MassHealth has proposed regulations that would limit the ability of folks 65 and over to fund pooled disability trusts. These so-called (d)(4)(C) trusts permit assets to be used and protected for the benefit of someone receiving Supplemental Security Income (SSI) or MassHealth benefits. A significant difference between special needs trusts, also known as (d)(4)(A), and the (d)(4)(C) pooled disability trusts is that beneficiaries of special needs (d)(4)(A) trusts must be under 65 years old when they are created and funded. This is not the case with (d)(4)(C) pooled disability trusts. (d)(4)(C) pooled disability trusts allow folks 65 and over to fund trusts. These trusts have been helpful to many people for long-term care planning.

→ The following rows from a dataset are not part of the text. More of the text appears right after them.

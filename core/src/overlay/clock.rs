use crate::bus::{Event, Subscriber};
use crate::geometry::{on_circle, Angle, Float, Point3};
use crate::layout::ViewMode;

/// Just outside the outermost concentric ring.
const CLOCK_RADIUS: Float = 26.0;
const CLOCK_HEIGHT: Float = 0.1;

#[derive(Debug, Clone, PartialEq)]
pub struct ClockLabel {
  pub text: String,
  pub position: Point3,
}

/// Pitch class numbers 0-11 around the concentric view, like a clock face.
/// The labels are fixed: they do not turn with the root offset.
pub struct ClockOverlay {
  enabled: bool,
  mode: ViewMode,
  labels: Vec<ClockLabel>,
}

impl Default for ClockOverlay {
  fn default() -> Self {
    let labels = (0..12)
      .map(|i| ClockLabel {
        text: i.to_string(),
        position: on_circle(CLOCK_RADIUS, Angle::Degrees(-(i as Float) * 30.0), CLOCK_HEIGHT),
      })
      .collect();
    ClockOverlay {
      enabled: false,
      mode: ViewMode::default(),
      labels,
    }
  }
}

impl ClockOverlay {
  pub fn new() -> ClockOverlay {
    ClockOverlay::default()
  }

  pub fn labels(&self) -> &[ClockLabel] {
    &self.labels
  }

  pub fn is_enabled(&self) -> bool {
    self.enabled
  }

  /// Shown only when switched on and the view is concentric.
  pub fn is_visible(&self) -> bool {
    self.enabled && self.mode == ViewMode::Concentric
  }
}

impl Subscriber for ClockOverlay {
  fn on_event(&mut self, event: &Event, _nodes: &mut crate::node::NodeSet) -> Vec<Event> {
    match event {
      Event::ClockToggle => self.enabled = !self.enabled,
      Event::ViewModeChanged { new, .. } => self.mode = *new,
      _ => {}
    }
    vec![]
  }
}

According to information supplied for this Boston Globe article, the average trust account balance administered by the Plan of Massachusetts and Rhode Island Inc., a nonprofit that administers trusts, is $60,000. These trusts are a way to provide small comforts to elderly people living in the community or long-term care facilities, such as nursing homes. The funds are often used to pay for special medical care, geriatric care managers, a weekly lunch with a companion, or health aides. The funds can also be used to help an elderly resident stay in their home instead of moving to a nursing home funded by taxpayers.
Any funds remaining after the beneficiary's death goes to MassHealth, except for final trust administration fees. The cost to the Commonwealth for these pooled disability trusts is not great and helps many of our elderly neighbors live in the community and pay for support.
This proposed change has not been finalized, and I encourage those who disagree with MassHealth's proposal to limit these trusts for people 65 and over, to call your legislators. Community members picking up their phones and voicing their opinions can have a big impact.